(Data)
//! Per-file queue of errors reported by the editor

use super::{DiagnosticsConfig, DiagnosticsEvent, collect_errors};
use crate::errors::ParsedError;
use globset::{Glob, GlobSet, GlobSetBuilder};
use std::collections::{HashMap, VecDeque};
use std::path::{Path, PathBuf};
use std::sync::Arc;
use tokio::sync::Mutex;
use tracing::{debug, trace};

#[derive(Default)]
struct QueueState {
    /// Files with queued errors, oldest first
    order: VecDeque<PathBuf>,
    errors: HashMap<PathBuf, Vec<ParsedError>>,
}

impl QueueState {
    fn remove(&mut self, path: &Path) -> Option<Vec<ParsedError>> {
        self.order.retain(|p| p != path);
        self.errors.remove(path)
    }
}

/// Cloneable handle to the shared diagnostics queue
#[derive(Clone)]
pub struct DiagnosticsQueue {
    state: Arc<Mutex<QueueState>>,
    ignore: Arc<GlobSet>,
    include_warnings: bool,
}

impl DiagnosticsQueue {
    pub fn new(config: &DiagnosticsConfig) -> Result<Self, globset::Error> {
        let mut builder = GlobSetBuilder::new();
        for pattern in &config.ignore_globs {
            builder.add(Glob::new(pattern)?);
        }
        Ok(Self {
            state: Arc::new(Mutex::new(QueueState::default())),
            ignore: Arc::new(builder.build()?),
            include_warnings: config.include_warnings,
        })
    }

    pub fn is_ignored(&self, path: &Path) -> bool {
        self.ignore.is_match(path)
    }

    /// Apply a diagnostics change event
    ///
    /// The file's queued errors become exactly the qualifying errors in the
    /// event, so errors that disappeared are pruned and a file with none
    /// left leaves the queue. Returns how many errors are queued for it.
    pub async fn on_diagnostics(&self, event: DiagnosticsEvent) -> usize {
        if self.is_ignored(&event.uri) {
            trace!("Ignoring diagnostics for {}", event.uri.display());
            return 0;
        }

        let errors = collect_errors(&event.uri, &event.diagnostics, self.include_warnings);
        let mut state = self.state.lock().await;

        if errors.is_empty() {
            if state.remove(&event.uri).is_some() {
                debug!("Cleared queued errors for {}", event.uri.display());
            }
            return 0;
        }

        let count = errors.len();
        if state.errors.insert(event.uri.clone(), errors).is_none() {
            state.order.push_back(event.uri.clone());
        }
        debug!("{} errors queued for {}", count, event.uri.display());
        count
    }

    /// Remove and return a file's queued errors
    pub async fn take(&self, path: &Path) -> Option<Vec<ParsedError>> {
        self.state.lock().await.remove(path)
    }

    /// Put errors back at the end of the queue unless newer ones arrived
    pub async fn requeue(&self, path: PathBuf, errors: Vec<ParsedError>) {
        let mut state = self.state.lock().await;
        if errors.is_empty() || state.errors.contains_key(&path) {
            return;
        }
        state.errors.insert(path.clone(), errors);
        state.order.push_back(path);
    }

    /// Oldest file with queued errors
    pub async fn next_file(&self) -> Option<(PathBuf, Vec<ParsedError>)> {
        let mut state = self.state.lock().await;
        let path = state.order.pop_front()?;
        let errors = state.errors.remove(&path)?;
        Some((path, errors))
    }

    pub async fn errors_for(&self, path: &Path) -> Vec<ParsedError> {
        self.state.lock().await.errors.get(path).cloned().unwrap_or_default()
    }

    pub async fn queued_files(&self) -> Vec<PathBuf> {
        self.state.lock().await.order.iter().cloned().collect()
    }

    pub async fn len(&self) -> usize {
        self.state.lock().await.order.len()
    }

    pub async fn is_empty(&self) -> bool {
        self.len().await == 0
    }

    pub async fn clear(&self) {
        let mut state = self.state.lock().await;
        state.order.clear();
        state.errors.clear();
    }
}

#[cfg(test)]
mod tests {
    use super::*;
    use crate::diagnostics::Diagnostic;
    use crate::errors::Severity;

    fn event(path: &str, diagnostics: Vec<Diagnostic>) -> DiagnosticsEvent {
        DiagnosticsEvent { uri: PathBuf::from(path), diagnostics }
    }

    #[tokio::test]
    async fn test_fifo_order_and_prune() {
        let queue = DiagnosticsQueue::new(&DiagnosticsConfig::default()).unwrap();

        queue.on_diagnostics(event("/p/a.ts", vec![Diagnostic::error("a1", 0)])).await;
        queue.on_diagnostics(event("/p/b.ts", vec![Diagnostic::error("b1", 0)])).await;
        let count = queue
            .on_diagnostics(event("/p/a.ts", vec![Diagnostic::error("a2", 3), Diagnostic::error("a2", 3)]))
            .await;
        assert_eq!(count, 1);
        assert_eq!(queue.queued_files().await, vec![PathBuf::from("/p/a.ts"), PathBuf::from("/p/b.ts")]);

        let (first, errors) = queue.next_file().await.unwrap();
        assert_eq!(first, PathBuf::from("/p/a.ts"));
        assert_eq!(errors.len(), 1);
        assert_eq!(errors[0].message, "a2");

        queue.on_diagnostics(event("/p/b.ts", vec![])).await;
        assert!(queue.is_empty().await);
    }

    #[tokio::test]
    async fn test_ignored_paths_and_warnings() {
        let queue = DiagnosticsQueue::new(&DiagnosticsConfig::default()).unwrap();
        let count = queue
            .on_diagnostics(event("/p/node_modules/x/index.js", vec![Diagnostic::error("x", 0)]))
            .await;
        assert_eq!(count, 0);

        let mut warning = Diagnostic::error("unused", 0);
        warning.severity = Severity::Warning;
        assert_eq!(queue.on_diagnostics(event("/p/src/a.ts", vec![warning.clone()])).await, 0);

        let config = DiagnosticsConfig { include_warnings: true, ..Default::default() };
        let queue = DiagnosticsQueue::new(&config).unwrap();
        assert_eq!(queue.on_diagnostics(event("/p/src/a.ts", vec![warning])).await, 1);
        assert!(queue.take(Path::new("/p/src/a.ts")).await.is_some());
        assert!(queue.is_empty().await);
    }
}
(End Data)
The whole listing is needed again, word for word.

//! Per-file queue of errors reported by the editor

use super::{DiagnosticsConfig, DiagnosticsEvent, collect_errors};
use crate::errors::ParsedError;
use globset::{Glob, GlobSet, GlobSetBuilder};
use std::collections::{HashMap, VecDeque};
use std::path::{Path, PathBuf};
use std::sync::Arc;
use tokio::sync::Mutex;
use tracing::{debug, trace};

#[derive(Default)]
struct QueueState {
    /// Files with queued errors, oldest first
    order: VecDeque<PathBuf>,
    errors: HashMap<PathBuf, Vec<ParsedError>>,
}

impl QueueState {
    fn remove(&mut self, path: &Path) -> Option<Vec<ParsedError>> {
        self.order.retain(|p| p != path);
        self.errors.remove(path)
    }
}

/// Cloneable handle to the shared diagnostics queue
#[derive(Clone)]
pub struct DiagnosticsQueue {
    state: Arc<Mutex<QueueState>>,
    ignore: Arc<GlobSet>,
    include_warnings: bool,
}

impl DiagnosticsQueue {
    pub fn new(config: &DiagnosticsConfig) -> Result<Self, globset::Error> {
        let mut builder = GlobSetBuilder::new();
        for pattern in &config.ignore_globs {
            builder.add(Glob::new(pattern)?);
        }
        Ok(Self {
            state: Arc::new(Mutex::new(QueueState::default())),
            ignore: Arc::new(builder.build()?),
            include_warnings: config.include_warnings,
        })
    }

    pub fn is_ignored(&self, path: &Path) -> bool {
        self.ignore.is_match(path)
    }

    /// Apply a diagnostics change event
    ///
    /// The file's queued errors become exactly the qualifying errors in the
    /// event, so errors that disappeared are pruned and a file with none
    /// left leaves the queue. Returns how many errors are queued for it.
    pub async fn on_diagnostics(&self, event: DiagnosticsEvent) -> usize {
        if self.is_ignored(&event.uri) {
            trace!("Ignoring diagnostics for {}", event.uri.display());
            return 0;
        }

        let errors = collect_errors(&event.uri, &event.diagnostics, self.include_warnings);
        let mut state = self.state.lock().await;

        if errors.is_empty() {
            if state.remove(&event.uri).is_some() {
                debug!("Cleared queued errors for {}", event.uri.display());
            }
            return 0;
        }

        let count = errors.len();
        if state.errors.insert(event.uri.clone(), errors).is_none() {
            state.order.push_back(event.uri.clone());
        }
        debug!("{} errors queued for {}", count, event.uri.display());
        count
    }

    /// Remove and return a file's queued errors
    pub async fn take(&self, path: &Path) -> Option<Vec<ParsedError>> {
        self.state.lock().await.remove(path)
    }

    /// Put errors back at the end of the queue unless newer ones arrived
    pub async fn requeue(&self, path: PathBuf, errors: Vec<ParsedError>) {
        let mut state = self.state.lock().await;
        if errors.is_empty() || state.errors.contains_key(&path) {
            return;
        }
        state.errors.insert(path.clone(), errors);
        state.order.push_back(path);
    }

    /// Oldest file with queued errors
    pub async fn next_file(&self) -> Option<(PathBuf, Vec<ParsedError>)> {
        let mut state = self.state.lock().await;
        let path = state.order.pop_front()?;
        let errors = state.errors.remove(&path)?;
        Some((path, errors))
    }

    pub async fn errors_for(&self, path: &Path) -> Vec<ParsedError> {
        self.state.lock().await.errors.get(path).cloned().unwrap_or_default()
    }

    pub async fn queued_files(&self) -> Vec<PathBuf> {
        self.state.lock().await.order.iter().cloned().collect()
    }

    pub async fn len(&self) -> usize {
        self.state.lock().await.order.len()
    }

    pub async fn is_empty(&self) -> bool {
        self.len().await == 0
    }

    pub async fn clear(&self) {
        let mut state = self.state.lock().await;
        state.order.clear();
        state.errors.clear();
    }
}

#[cfg(test)]
mod tests {
    use super::*;
    use crate::diagnostics::Diagnostic;
    use crate::errors::Severity;

    fn event(path: &str, diagnostics: Vec<Diagnostic>) -> DiagnosticsEvent {
        DiagnosticsEvent { uri: PathBuf::from(path), diagnostics }
    }

    #[tokio::test]
    async fn test_fifo_order_and_prune() {
        let queue = DiagnosticsQueue::new(&DiagnosticsConfig::default()).unwrap();

        queue.on_diagnostics(event("/p/a.ts", vec![Diagnostic::error("a1", 0)])).await;
        queue.on_diagnostics(event("/p/b.ts", vec![Diagnostic::error("b1", 0)])).await;
        let count = queue
            .on_diagnostics(event("/p/a.ts", vec![Diagnostic::error("a2", 3), Diagnostic::error("a2", 3)]))
            .await;
        assert_eq!(count, 1);
        assert_eq!(queue.queued_files().await, vec![PathBuf::from("/p/a.ts"), PathBuf::from("/p/b.ts")]);

        let (first, errors) = queue.next_file().await.unwrap();
        assert_eq!(first, PathBuf::from("/p/a.ts"));
        assert_eq!(errors.len(), 1);
        assert_eq!(errors[0].message, "a2");

        queue.on_diagnostics(event("/p/b.ts", vec![])).await;
        assert!(queue.is_empty().await);
    }

    #[tokio::test]
    async fn test_ignored_paths_and_warnings() {
        let queue = DiagnosticsQueue::new(&DiagnosticsConfig::default()).unwrap();
        let count = queue
            .on_diagnostics(event("/p/node_modules/x/index.js", vec![Diagnostic::error("x", 0)]))
            .await;
        assert_eq!(count, 0);

        let mut warning = Diagnostic::error("unused", 0);
        warning.severity = Severity::Warning;
        assert_eq!(queue.on_diagnostics(event("/p/src/a.ts", vec![warning.clone()])).await, 0);

        let config = DiagnosticsConfig { include_warnings: true, ..Default::default() };
        let queue = DiagnosticsQueue::new(&config).unwrap();
        assert_eq!(queue.on_diagnostics(event("/p/src/a.ts", vec![warning])).await, 1);
        assert!(queue.take(Path::new("/p/src/a.ts")).await.is_some());
        assert!(queue.is_empty().await);
    }
}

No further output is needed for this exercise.